How to complete this task -> A line belongs in the answer only if it contains the word "across"; copy every such line from the listing below.

──────── Stored data

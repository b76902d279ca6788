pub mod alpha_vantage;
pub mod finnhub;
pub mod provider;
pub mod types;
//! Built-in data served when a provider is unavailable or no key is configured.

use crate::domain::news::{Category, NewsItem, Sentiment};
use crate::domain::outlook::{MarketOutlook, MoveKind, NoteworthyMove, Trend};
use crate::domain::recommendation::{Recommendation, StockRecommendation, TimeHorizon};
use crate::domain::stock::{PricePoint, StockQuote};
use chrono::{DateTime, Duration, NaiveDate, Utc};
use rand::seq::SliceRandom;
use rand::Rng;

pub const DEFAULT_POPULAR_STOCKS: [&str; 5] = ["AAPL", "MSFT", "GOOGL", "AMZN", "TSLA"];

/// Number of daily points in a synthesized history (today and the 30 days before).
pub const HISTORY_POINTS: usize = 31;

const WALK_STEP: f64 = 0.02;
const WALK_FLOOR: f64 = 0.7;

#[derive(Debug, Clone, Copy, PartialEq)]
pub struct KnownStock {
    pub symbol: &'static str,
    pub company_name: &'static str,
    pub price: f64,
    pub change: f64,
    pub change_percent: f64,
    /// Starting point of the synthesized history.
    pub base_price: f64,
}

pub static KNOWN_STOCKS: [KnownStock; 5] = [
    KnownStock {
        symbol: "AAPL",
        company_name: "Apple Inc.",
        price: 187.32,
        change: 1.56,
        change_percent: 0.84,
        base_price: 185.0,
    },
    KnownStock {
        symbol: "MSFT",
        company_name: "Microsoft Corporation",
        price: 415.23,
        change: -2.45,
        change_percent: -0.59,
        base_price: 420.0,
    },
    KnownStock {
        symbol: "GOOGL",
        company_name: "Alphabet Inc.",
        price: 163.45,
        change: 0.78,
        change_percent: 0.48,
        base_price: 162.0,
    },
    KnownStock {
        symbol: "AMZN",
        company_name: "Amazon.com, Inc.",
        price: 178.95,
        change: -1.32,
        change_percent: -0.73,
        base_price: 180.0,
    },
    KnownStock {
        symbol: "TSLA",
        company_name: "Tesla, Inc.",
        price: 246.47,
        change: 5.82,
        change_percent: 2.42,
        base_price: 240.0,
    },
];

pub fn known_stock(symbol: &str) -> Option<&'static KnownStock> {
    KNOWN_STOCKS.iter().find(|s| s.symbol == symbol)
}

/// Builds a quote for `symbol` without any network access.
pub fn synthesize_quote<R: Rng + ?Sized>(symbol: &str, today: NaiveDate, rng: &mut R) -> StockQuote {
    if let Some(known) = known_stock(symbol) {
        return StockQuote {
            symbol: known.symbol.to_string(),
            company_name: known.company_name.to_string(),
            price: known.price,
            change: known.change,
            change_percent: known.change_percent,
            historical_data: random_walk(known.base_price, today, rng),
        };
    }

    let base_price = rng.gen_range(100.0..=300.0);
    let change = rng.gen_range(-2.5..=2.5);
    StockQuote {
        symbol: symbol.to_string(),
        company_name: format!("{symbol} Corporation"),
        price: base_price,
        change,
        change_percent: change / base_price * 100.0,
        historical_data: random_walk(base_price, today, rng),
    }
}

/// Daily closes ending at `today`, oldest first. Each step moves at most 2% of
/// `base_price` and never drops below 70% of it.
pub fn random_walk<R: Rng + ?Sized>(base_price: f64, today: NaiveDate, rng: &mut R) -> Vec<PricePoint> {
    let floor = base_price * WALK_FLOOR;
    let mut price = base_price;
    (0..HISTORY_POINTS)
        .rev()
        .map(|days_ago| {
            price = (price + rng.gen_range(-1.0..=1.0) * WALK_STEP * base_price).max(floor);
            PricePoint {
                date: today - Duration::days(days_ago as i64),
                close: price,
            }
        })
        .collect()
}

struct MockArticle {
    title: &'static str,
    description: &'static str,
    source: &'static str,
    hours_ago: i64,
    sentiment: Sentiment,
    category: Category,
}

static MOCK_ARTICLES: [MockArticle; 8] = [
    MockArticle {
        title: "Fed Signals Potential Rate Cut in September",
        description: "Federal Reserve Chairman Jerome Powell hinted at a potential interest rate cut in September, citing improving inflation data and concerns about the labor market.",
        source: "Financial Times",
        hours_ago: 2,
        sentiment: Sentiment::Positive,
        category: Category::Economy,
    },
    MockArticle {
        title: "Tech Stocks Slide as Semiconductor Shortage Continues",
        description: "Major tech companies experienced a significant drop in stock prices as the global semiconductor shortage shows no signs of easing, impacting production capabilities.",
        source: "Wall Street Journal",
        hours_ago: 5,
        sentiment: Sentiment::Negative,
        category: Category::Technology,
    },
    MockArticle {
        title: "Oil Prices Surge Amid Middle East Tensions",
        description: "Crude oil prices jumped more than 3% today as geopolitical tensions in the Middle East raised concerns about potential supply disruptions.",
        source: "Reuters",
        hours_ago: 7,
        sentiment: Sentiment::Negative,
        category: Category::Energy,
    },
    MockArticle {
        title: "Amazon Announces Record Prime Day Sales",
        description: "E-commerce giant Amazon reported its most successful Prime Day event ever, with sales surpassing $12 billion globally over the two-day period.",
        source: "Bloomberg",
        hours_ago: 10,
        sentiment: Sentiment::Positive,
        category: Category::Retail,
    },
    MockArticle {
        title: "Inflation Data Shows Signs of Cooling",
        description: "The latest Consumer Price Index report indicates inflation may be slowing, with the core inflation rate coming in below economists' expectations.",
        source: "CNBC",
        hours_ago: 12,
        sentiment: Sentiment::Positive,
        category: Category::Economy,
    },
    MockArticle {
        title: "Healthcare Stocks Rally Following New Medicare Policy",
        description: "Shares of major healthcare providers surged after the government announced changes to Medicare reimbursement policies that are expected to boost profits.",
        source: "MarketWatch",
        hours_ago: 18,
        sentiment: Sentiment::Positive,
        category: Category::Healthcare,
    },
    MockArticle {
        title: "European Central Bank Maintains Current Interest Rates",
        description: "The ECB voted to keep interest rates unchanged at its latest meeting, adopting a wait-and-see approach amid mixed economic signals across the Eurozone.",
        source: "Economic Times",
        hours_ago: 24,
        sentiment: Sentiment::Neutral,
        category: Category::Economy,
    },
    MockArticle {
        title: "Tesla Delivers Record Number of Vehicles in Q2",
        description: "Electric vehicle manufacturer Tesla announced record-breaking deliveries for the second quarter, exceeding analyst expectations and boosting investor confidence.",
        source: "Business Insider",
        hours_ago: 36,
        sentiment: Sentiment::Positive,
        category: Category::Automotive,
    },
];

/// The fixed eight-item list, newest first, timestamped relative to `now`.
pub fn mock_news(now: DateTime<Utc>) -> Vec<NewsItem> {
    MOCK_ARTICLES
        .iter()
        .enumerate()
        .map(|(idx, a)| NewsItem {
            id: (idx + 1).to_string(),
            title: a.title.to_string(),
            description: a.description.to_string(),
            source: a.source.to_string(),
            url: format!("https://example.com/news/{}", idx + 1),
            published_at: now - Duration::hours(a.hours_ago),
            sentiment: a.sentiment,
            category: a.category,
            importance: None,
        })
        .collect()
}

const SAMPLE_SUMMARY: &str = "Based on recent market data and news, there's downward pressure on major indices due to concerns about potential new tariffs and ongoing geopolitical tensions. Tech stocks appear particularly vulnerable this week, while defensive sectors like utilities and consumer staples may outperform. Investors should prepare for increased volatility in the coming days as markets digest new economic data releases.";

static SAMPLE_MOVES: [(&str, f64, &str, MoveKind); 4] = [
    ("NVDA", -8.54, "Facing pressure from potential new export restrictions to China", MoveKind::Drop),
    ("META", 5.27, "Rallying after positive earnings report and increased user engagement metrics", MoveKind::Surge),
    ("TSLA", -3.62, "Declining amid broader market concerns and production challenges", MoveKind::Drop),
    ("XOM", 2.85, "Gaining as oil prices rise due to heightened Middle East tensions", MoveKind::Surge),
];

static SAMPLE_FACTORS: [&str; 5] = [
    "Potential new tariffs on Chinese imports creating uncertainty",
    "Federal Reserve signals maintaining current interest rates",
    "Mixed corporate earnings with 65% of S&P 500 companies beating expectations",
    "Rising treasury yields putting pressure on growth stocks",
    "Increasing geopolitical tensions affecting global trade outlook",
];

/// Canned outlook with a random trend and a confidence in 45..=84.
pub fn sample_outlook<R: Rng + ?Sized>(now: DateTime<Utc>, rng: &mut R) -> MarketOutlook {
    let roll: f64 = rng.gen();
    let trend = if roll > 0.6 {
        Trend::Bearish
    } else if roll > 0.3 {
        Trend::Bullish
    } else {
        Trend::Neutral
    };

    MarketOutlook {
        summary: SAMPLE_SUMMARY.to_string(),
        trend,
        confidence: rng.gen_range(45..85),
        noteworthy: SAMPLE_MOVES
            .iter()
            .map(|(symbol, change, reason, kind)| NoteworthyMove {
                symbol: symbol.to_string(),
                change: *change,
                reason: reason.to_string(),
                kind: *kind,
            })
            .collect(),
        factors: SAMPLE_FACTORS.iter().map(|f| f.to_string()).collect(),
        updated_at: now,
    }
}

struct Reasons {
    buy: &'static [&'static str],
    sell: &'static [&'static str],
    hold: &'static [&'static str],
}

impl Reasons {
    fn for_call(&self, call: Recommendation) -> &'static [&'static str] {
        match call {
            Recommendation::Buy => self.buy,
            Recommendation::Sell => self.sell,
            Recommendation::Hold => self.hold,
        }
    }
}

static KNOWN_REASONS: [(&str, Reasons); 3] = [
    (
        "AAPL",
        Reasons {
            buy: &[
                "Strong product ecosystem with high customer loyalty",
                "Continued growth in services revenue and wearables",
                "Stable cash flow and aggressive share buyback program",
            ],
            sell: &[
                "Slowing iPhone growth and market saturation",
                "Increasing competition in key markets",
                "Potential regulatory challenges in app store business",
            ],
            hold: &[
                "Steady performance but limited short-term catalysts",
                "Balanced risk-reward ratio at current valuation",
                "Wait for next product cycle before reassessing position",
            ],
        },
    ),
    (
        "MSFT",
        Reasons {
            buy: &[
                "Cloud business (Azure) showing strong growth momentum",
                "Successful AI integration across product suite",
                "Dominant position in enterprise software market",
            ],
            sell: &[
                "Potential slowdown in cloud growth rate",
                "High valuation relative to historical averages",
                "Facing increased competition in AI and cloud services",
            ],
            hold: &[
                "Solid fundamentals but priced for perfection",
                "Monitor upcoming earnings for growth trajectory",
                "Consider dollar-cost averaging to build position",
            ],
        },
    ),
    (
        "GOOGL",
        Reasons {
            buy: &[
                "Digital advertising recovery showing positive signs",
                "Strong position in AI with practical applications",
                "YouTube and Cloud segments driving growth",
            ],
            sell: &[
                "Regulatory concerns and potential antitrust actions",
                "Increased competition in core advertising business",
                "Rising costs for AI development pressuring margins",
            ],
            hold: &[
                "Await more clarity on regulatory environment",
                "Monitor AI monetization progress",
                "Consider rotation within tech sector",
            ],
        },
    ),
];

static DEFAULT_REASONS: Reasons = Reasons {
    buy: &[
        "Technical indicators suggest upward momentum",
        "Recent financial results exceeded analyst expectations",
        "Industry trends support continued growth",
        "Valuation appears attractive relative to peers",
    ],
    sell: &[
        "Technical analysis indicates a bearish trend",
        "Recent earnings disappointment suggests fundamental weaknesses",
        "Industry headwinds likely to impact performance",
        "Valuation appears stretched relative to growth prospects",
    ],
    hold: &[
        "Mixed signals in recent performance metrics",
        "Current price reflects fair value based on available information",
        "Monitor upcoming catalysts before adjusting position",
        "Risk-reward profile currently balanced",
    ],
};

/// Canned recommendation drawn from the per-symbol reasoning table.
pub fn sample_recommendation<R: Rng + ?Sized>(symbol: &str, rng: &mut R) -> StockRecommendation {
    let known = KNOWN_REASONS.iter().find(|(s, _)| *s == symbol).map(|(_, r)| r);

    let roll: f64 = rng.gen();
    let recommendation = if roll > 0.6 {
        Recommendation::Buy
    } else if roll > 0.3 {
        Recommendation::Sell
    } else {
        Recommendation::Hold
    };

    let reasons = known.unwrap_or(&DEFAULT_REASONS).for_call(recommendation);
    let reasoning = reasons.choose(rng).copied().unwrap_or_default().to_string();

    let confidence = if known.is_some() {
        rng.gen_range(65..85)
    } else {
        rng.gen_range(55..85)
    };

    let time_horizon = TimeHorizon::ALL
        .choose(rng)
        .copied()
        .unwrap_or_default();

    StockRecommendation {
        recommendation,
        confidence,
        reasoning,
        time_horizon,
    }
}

────────────────

Answer section ->
        description: "The ECB voted to keep interest rates unchanged at its latest meeting, adopting a wait-and-see approach amid mixed economic signals across the Eurozone.",
                "Successful AI integration across product suite",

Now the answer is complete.